We go the other way round and build a child class that inherits from SegmentationTFRecords and just needs to implement __init__ and get_marker_activity and a new class function called check_additional_inputs. All checks on input that assume a conversion_matrix will then be implemented in SegmentationTFRecords.check_additional_inputs while this function will be empty in the new child class.

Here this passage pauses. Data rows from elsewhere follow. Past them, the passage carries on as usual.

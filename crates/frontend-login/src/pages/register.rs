//! Registration form.
//!
//! A successful registration yields the same session as a login and follows
//! the same hand-off path out of this application.

use std::collections::BTreeMap;

use nexabank_frontend_common::auth::{use_session, SessionAction};
use nexabank_frontend_common::services::AuthApiService;
use web_sys::HtmlInputElement;
use yew::prelude::*;
use yew_router::prelude::*;

use crate::app::Route;
use crate::validation::{validate, RegisterForm};

fn field(
    id: &'static str,
    label: &str,
    input_type: &str,
    placeholder: &str,
    value: String,
    oninput: Callback<InputEvent>,
    errors: &BTreeMap<&'static str, &'static str>,
) -> Html {
    let error = errors.get(id).copied();
    let class = if error.is_some() {
        "w-full px-3 py-2 border border-red-500 rounded-lg focus:outline-none focus:ring-2 focus:ring-blue-500"
    } else {
        "w-full px-3 py-2 border border-gray-300 rounded-lg focus:outline-none focus:ring-2 focus:ring-blue-500"
    };

    html! {
        <div>
            <label for={id} class="block text-sm font-medium text-gray-700 mb-1">{label}</label>
            <input {id} type={input_type.to_string()} placeholder={placeholder.to_string()}
                {value} {oninput} {class} />
            if let Some(error) = error {
                <p class="text-red-500 text-sm mt-1">{error}</p>
            }
        </div>
    }
}

#[function_component(RegisterPage)]
pub fn register_page() -> Html {
    let session = use_session();
    let form = use_state(RegisterForm::default);
    let errors = use_state(BTreeMap::<&'static str, &'static str>::new);
    let server_error = use_state(|| Option::<String>::None);
    let is_submitting = use_state(|| false);

    // One binder per field; validation reruns only on submit.
    let bind = {
        let form = form.clone();
        move |apply: fn(&mut RegisterForm, String)| {
            let form = form.clone();
            Callback::from(move |e: InputEvent| {
                let input: HtmlInputElement = e.target_unchecked_into();
                let mut next = (*form).clone();
                apply(&mut next, input.value());
                form.set(next);
            })
        }
    };

    let on_submit = {
        let session = session.clone();
        let form = form.clone();
        let errors = errors.clone();
        let server_error = server_error.clone();
        let is_submitting = is_submitting.clone();

        Callback::from(move |e: SubmitEvent| {
            e.prevent_default();

            let validation = validate(&form);
            if !validation.is_empty() {
                errors.set(validation);
                return;
            }
            errors.set(BTreeMap::new());

            let request = form.to_request();
            let session = session.clone();
            let server_error = server_error.clone();
            let is_submitting = is_submitting.clone();
            is_submitting.set(true);
            server_error.set(None);

            wasm_bindgen_futures::spawn_local(async move {
                match AuthApiService::new().register(request).await {
                    Ok(auth) => {
                        session.dispatch(SessionAction::Login(auth));
                    }
                    Err(message) => {
                        tracing::warn!("registration failed: {message}");
                        server_error.set(Some(message));
                        is_submitting.set(false);
                    }
                }
            });
        })
    };

    let errors = (*errors).clone();

    html! {
        <div class="min-h-screen bg-gradient-to-br from-blue-50 to-indigo-100 py-12 px-4">
            <div class="max-w-2xl mx-auto">
                <div class="text-center mb-8">
                    <h1 class="text-3xl font-bold text-gray-900 mb-2">{"Create your account"}</h1>
                    <p class="text-gray-600">{"Join NexaBank in a few minutes"}</p>
                </div>

                <div class="bg-white rounded-lg shadow-lg p-8">
                    if let Some(message) = &*server_error {
                        <div class="mb-4 p-3 bg-red-50 border border-red-200 text-red-700 rounded text-sm">
                            {message}
                        </div>
                    }

                    <form onsubmit={on_submit} class="space-y-4">
                        <div class="grid grid-cols-1 md:grid-cols-2 gap-4">
                            {field("firstName", "First Name", "text", "Enter your first name",
                                form.first_name.clone(), bind(|f, v| f.first_name = v), &errors)}
                            {field("lastName", "Last Name", "text", "Enter your last name",
                                form.last_name.clone(), bind(|f, v| f.last_name = v), &errors)}
                        </div>

                        {field("email", "Email", "email", "Enter your email",
                            form.email.clone(), bind(|f, v| f.email = v), &errors)}

                        <div class="grid grid-cols-1 md:grid-cols-2 gap-4">
                            {field("password", "Password", "password", "Enter your password",
                                form.password.clone(), bind(|f, v| f.password = v), &errors)}
                            {field("confirmPassword", "Confirm Password", "password", "Confirm your password",
                                form.confirm_password.clone(), bind(|f, v| f.confirm_password = v), &errors)}
                        </div>

                        <div class="grid grid-cols-1 md:grid-cols-2 gap-4">
                            {field("phoneNumber", "Phone Number", "tel", "10-digit mobile number",
                                form.phone_number.clone(), bind(|f, v| f.phone_number = v), &errors)}
                            {field("dateOfBirth", "Date of Birth", "date", "YYYY-MM-DD",
                                form.date_of_birth.clone(), bind(|f, v| f.date_of_birth = v), &errors)}
                        </div>

                        {field("address", "Address (optional)", "text", "Street address",
                            form.address.clone(), bind(|f, v| f.address = v), &errors)}

                        <div class="grid grid-cols-1 md:grid-cols-3 gap-4">
                            {field("city", "City (optional)", "text", "City",
                                form.city.clone(), bind(|f, v| f.city = v), &errors)}
                            {field("state", "State (optional)", "text", "State",
                                form.state.clone(), bind(|f, v| f.state = v), &errors)}
                            {field("postalCode", "Postal Code (optional)", "text", "6-digit code",
                                form.postal_code.clone(), bind(|f, v| f.postal_code = v), &errors)}
                        </div>

                        <div class="grid grid-cols-1 md:grid-cols-2 gap-4">
                            {field("aadharNumber", "Aadhar Number (optional)", "text", "12-digit number",
                                form.aadhar_number.clone(), bind(|f, v| f.aadhar_number = v), &errors)}
                            {field("panNumber", "PAN Number (optional)", "text", "AAAAA9999A",
                                form.pan_number.clone(), bind(|f, v| f.pan_number = v), &errors)}
                        </div>

                        <button
                            type="submit"
                            disabled={*is_submitting}
                            class="w-full bg-blue-600 text-white py-2 rounded-lg font-medium hover:bg-blue-700 transition-colors disabled:opacity-50 disabled:cursor-not-allowed"
                        >
                            if *is_submitting {
                                {"Creating account..."}
                            } else {
                                {"Create Account"}
                            }
                        </button>
                    </form>

                    <p class="mt-6 text-center text-sm text-gray-600">
                        {"Already have an account? "}
                        <Link<Route> to={Route::Login} classes="text-blue-600 hover:underline">
                            {"Sign in"}
                        </Link<Route>>
                    </p>
                </div>
            </div>
        </div>
    }
}
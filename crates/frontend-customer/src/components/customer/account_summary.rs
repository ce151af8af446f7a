//! Account summary cards.

use gloo::events::EventListener;
use nexabank_frontend_common::events;
use nexabank_frontend_common::portal_client;
use nexabank_http::types::{AccountStatus, BankAccount};
use yew::prelude::*;

use super::format_currency;

#[function_component(AccountSummary)]
pub fn account_summary() -> Html {
    let accounts = use_state(Vec::<BankAccount>::new);
    let is_loading = use_state(|| true);
    let error = use_state(|| Option::<String>::None);
    let show_balances = use_state(|| true);

    let fetch = {
        let accounts = accounts.clone();
        let is_loading = is_loading.clone();
        let error = error.clone();

        Callback::from(move |()| {
            let accounts = accounts.clone();
            let is_loading = is_loading.clone();
            let error = error.clone();

            wasm_bindgen_futures::spawn_local(async move {
                let client = match portal_client() {
                    Ok(client) => client,
                    Err(err) => {
                        error.set(Some(format!("Failed to get client: {err}")));
                        is_loading.set(false);
                        return;
                    }
                };
                match client.my_accounts().await {
                    Ok(list) => {
                        accounts.set(list);
                        error.set(None);
                    }
                    Err(err) => {
                        tracing::warn!("failed to load accounts: {err}");
                        // Keep whatever was rendered; the page stays up.
                        error.set(Some("Unable to load accounts right now".to_string()));
                    }
                }
                is_loading.set(false);
            });
        })
    };

    {
        let fetch = fetch.clone();
        use_effect_with((), move |_| {
            fetch.emit(());

            // Refetch when an account is opened elsewhere on the page.
            let listener = web_sys::window().map(|window| {
                EventListener::new(&window, events::dom::ACCOUNT_CREATED, move |_| {
                    fetch.emit(());
                })
            });
            move || drop(listener)
        });
    }

    let on_toggle_balances = {
        let show_balances = show_balances.clone();
        Callback::from(move |_: MouseEvent| show_balances.set(!*show_balances))
    };

    html! {
        <div class="bg-white rounded-lg shadow-sm border p-6">
            <div class="flex justify-between items-center mb-4">
                <h2 class="text-lg font-semibold text-gray-900">{"Your Accounts"}</h2>
                <button
                    onclick={on_toggle_balances}
                    class="text-sm text-blue-600 hover:underline"
                >
                    {if *show_balances { "Hide balances" } else { "Show balances" }}
                </button>
            </div>

            if let Some(message) = &*error {
                <div class="mb-4 p-3 bg-yellow-50 border border-yellow-200 text-yellow-800 rounded text-sm">
                    {message}
                </div>
            }

            if *is_loading {
                <div class="grid grid-cols-1 md:grid-cols-3 gap-4">
                    {for (0..3).map(|_| html! {
                        <div class="h-28 bg-gray-100 rounded-lg animate-pulse"></div>
                    })}
                </div>
            } else if accounts.is_empty() {
                <p class="text-gray-600 text-sm">{"No accounts yet. Open one below to get started."}</p>
            } else {
                <div class="grid grid-cols-1 md:grid-cols-3 gap-4">
                    {for accounts.iter().map(|account| account_card(account, *show_balances))}
                </div>
            }
        </div>
    }
}

fn account_card(account: &BankAccount, show_balance: bool) -> Html {
    let balance = if show_balance {
        format_currency(account.balance)
    } else {
        "••••••".to_string()
    };

    let status_class = match account.status {
        AccountStatus::Active => "bg-green-100 text-green-700",
        AccountStatus::Inactive => "bg-gray-100 text-gray-600",
        AccountStatus::Suspended => "bg-yellow-100 text-yellow-700",
        AccountStatus::Closed => "bg-red-100 text-red-700",
    };

    html! {
        <div class="border border-gray-200 rounded-lg p-4">
            <div class="flex justify-between items-start mb-2">
                <span class="text-sm font-medium text-gray-700">
                    {account.account_type.as_str().replace('_', " ")}
                </span>
                <span class={format!("px-2 py-0.5 text-xs rounded {status_class}")}>
                    {account.status.as_str()}
                </span>
            </div>
            <p class="text-xs text-gray-500 mb-2">{&account.account_number}</p>
            <p class="text-xl font-bold text-gray-900">{balance}</p>
            if account.interest_rate > 0.0 {
                <p class="text-xs text-gray-500 mt-1">
                    {format!("{:.2}% interest", account.interest_rate)}
                </p>
            }
        </div>
    }
}
//! Token storage abstraction.
//!
//! The portal client reads credentials at send time and rotates them after a
//! refresh, but where they live differs per caller: the browser apps keep
//! them in `localStorage`, tests keep them in memory. The store is the one
//! shared resource between concurrent requests; last write wins.

use std::sync::Mutex;

/// Storage for the access/refresh token pair.
pub trait TokenStore: Send + Sync {
    fn access_token(&self) -> Option<String>;
    fn refresh_token(&self) -> Option<String>;
    /// Replace both tokens atomically (a refresh rotates the pair).
    fn store(&self, access_token: &str, refresh_token: &str);
    fn clear(&self);
}

/// In-memory store used by tests and non-browser callers.
#[derive(Debug, Default)]
pub struct MemoryTokenStore {
    tokens: Mutex<Option<(String, String)>>,
}

impl MemoryTokenStore {
    pub fn new() -> Self {
        Self::default()
    }

    pub fn with_tokens(access_token: &str, refresh_token: &str) -> Self {
        let store = Self::new();
        store.store(access_token, refresh_token);
        store
    }
}

impl TokenStore for MemoryTokenStore {
    fn access_token(&self) -> Option<String> {
        self.tokens
            .lock()
            .expect("token store lock poisoned")
            .as_ref()
            .map(|(access, _)| access.clone())
    }

    fn refresh_token(&self) -> Option<String> {
        self.tokens
            .lock()
            .expect("token store lock poisoned")
            .as_ref()
            .map(|(_, refresh)| refresh.clone())
    }

    fn store(&self, access_token: &str, refresh_token: &str) {
        *self.tokens.lock().expect("token store lock poisoned") =
            Some((access_token.to_string(), refresh_token.to_string()));
    }

    fn clear(&self) {
        *self.tokens.lock().expect("token store lock poisoned") = None;
    }
}

#[cfg(test)]
mod tests {
    use super::*;

    #[test]
    fn rotation_replaces_both_tokens() {
        let store = MemoryTokenStore::with_tokens("a1", "r1");
        store.store("a2", "r2");
        assert_eq!(store.access_token().as_deref(), Some("a2"));
        assert_eq!(store.refresh_token().as_deref(), Some("r2"));

        store.clear();
        assert!(store.access_token().is_none());
        assert!(store.refresh_token().is_none());
    }
}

The 1st option would be a bit cleaner but more code especially in the tests needs to be changed. The 2nd option only requires minimal code changes and would be considerably faster to implement. The general problem here is that in object oriented design you normally have the most abstract class as the root and everything that inherits from it will be more specialized and less abstract. SegmentationTFRecords would implement check_additional_inputs whereas it's empty in our new class, this means that the former is more specialized than the latter and thus SegmentationTFRecords should inherit from our new class. But since we will only use this code for the MSK dataset and don't run it very often, I'd still go with option 2. because it's faster to implement, even though it's not clean design from an OOD standpoint.
Code mockup
class SimpleTFRecords(SegmentationTFRecords):
def init():
init everything except conversion_matrix
def get_marker_activity(self, sample_name, marker):
# get marker activity from activity_df[$marker+"_gt"]

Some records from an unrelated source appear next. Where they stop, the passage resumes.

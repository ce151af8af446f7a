//! Admin dashboard: statistics plus the management views.

use nexabank_frontend_common::auth::use_session;
use yew::prelude::*;

use crate::components::admin::{AdminAccountManagement, AdminStats, UserManagement};
use crate::components::layout::BankingHeader;

#[derive(Clone, Copy, PartialEq)]
enum Tab {
    Users,
    Accounts,
}

#[function_component(AdminDashboard)]
pub fn admin_dashboard() -> Html {
    let session = use_session();
    let active_tab = use_state(|| Tab::Users);

    let first_name = session
        .user
        .as_ref()
        .map(|user| user.first_name.clone())
        .unwrap_or_default();

    let tab_button = |tab: Tab, label: &str| {
        let active_tab = active_tab.clone();
        let is_active = *active_tab == tab;
        let class = if is_active {
            "px-4 py-2 text-sm font-medium text-blue-600 border-b-2 border-blue-600"
        } else {
            "px-4 py-2 text-sm font-medium text-gray-600 hover:text-gray-900"
        };
        let onclick = Callback::from(move |_: MouseEvent| active_tab.set(tab));
        html! { <button {class} {onclick}>{label.to_string()}</button> }
    };

    html! {
        <div class="min-h-screen bg-gray-50">
            <BankingHeader />

            <main class="max-w-7xl mx-auto px-4 sm:px-6 lg:px-8 py-8">
                <div class="mb-8">
                    <h1 class="text-3xl font-bold text-gray-900 mb-2">
                        {format!("Welcome, {first_name}")}
                    </h1>
                    <p class="text-gray-600">{"Bank administration and oversight."}</p>
                </div>

                <div class="mb-8">
                    <AdminStats />
                </div>

                <div class="mb-4 border-b border-gray-200">
                    {tab_button(Tab::Users, "Users")}
                    {tab_button(Tab::Accounts, "Accounts")}
                </div>

                {match *active_tab {
                    Tab::Users => html! { <UserManagement /> },
                    Tab::Accounts => html! { <AdminAccountManagement /> },
                }}
            </main>
        </div>
    }
}
//! Client pair for the two NexaBank services.
//!
//! [`public::PublicAuthClient`] covers the endpoints that issue tokens and
//! therefore must never require one. [`portal::PortalClient`] covers
//! everything behind authentication, spanning both service base URLs, and
//! owns the 401 → refresh → single replay policy.

pub mod error;
pub mod portal;
pub mod public;
pub mod store;

pub use error::ClientError;
pub use portal::{PortalClient, PortalClientBuilder};
pub use public::PublicAuthClient;
pub use store::{MemoryTokenStore, TokenStore};

use reqwest::header::{HeaderMap, HeaderValue, CACHE_CONTROL, EXPIRES, PRAGMA};

pub(crate) const USER_AGENT: &str = "nexabank-web/0.1.0";

/// Headers preventing caches from serving stale data in dev and multi-tab
/// scenarios.
pub(crate) fn no_cache_headers() -> HeaderMap {
    let mut headers = HeaderMap::new();
    headers.insert(CACHE_CONTROL, HeaderValue::from_static("no-cache"));
    headers.insert(PRAGMA, HeaderValue::from_static("no-cache"));
    headers.insert(EXPIRES, HeaderValue::from_static("0"));
    headers
}

/// Decode a response into the envelope payload, mapping error statuses onto
/// [`ClientError`] and `success=false` envelopes onto [`ClientError::Api`].
pub(crate) async fn decode<T: serde::de::DeserializeOwned>(
    response: reqwest::Response,
) -> Result<T, ClientError> {
    let status = response.status();
    if status.is_success() {
        let envelope: crate::types::ApiEnvelope<T> = response.json().await?;
        envelope.into_data()
    } else {
        let message = response.text().await.unwrap_or_else(|_| status.to_string());
        Err(ClientError::from_status(status, message))
    }
}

def check_additional_input():
pass
class SegmentationTFRecords:
def check_additional_input():
check conversion_matrix
Required inputs
All inputs from SegmentationTFRecords except conversion_matrix_path and in addition gt_suffix which specifies the suffix in column name $marker+gt_suffix used to load the GT
Output files
.tfrecord dataset
Timeline
Give a rough estimate for how long you think the project will take. In general, it's better to be too conservative rather than too optimistic.
[x] A couple days
[ ] A week
[ ] Multiple weeks. For large projects, make sure to agree on a plan that isn't just a single monster PR at the end.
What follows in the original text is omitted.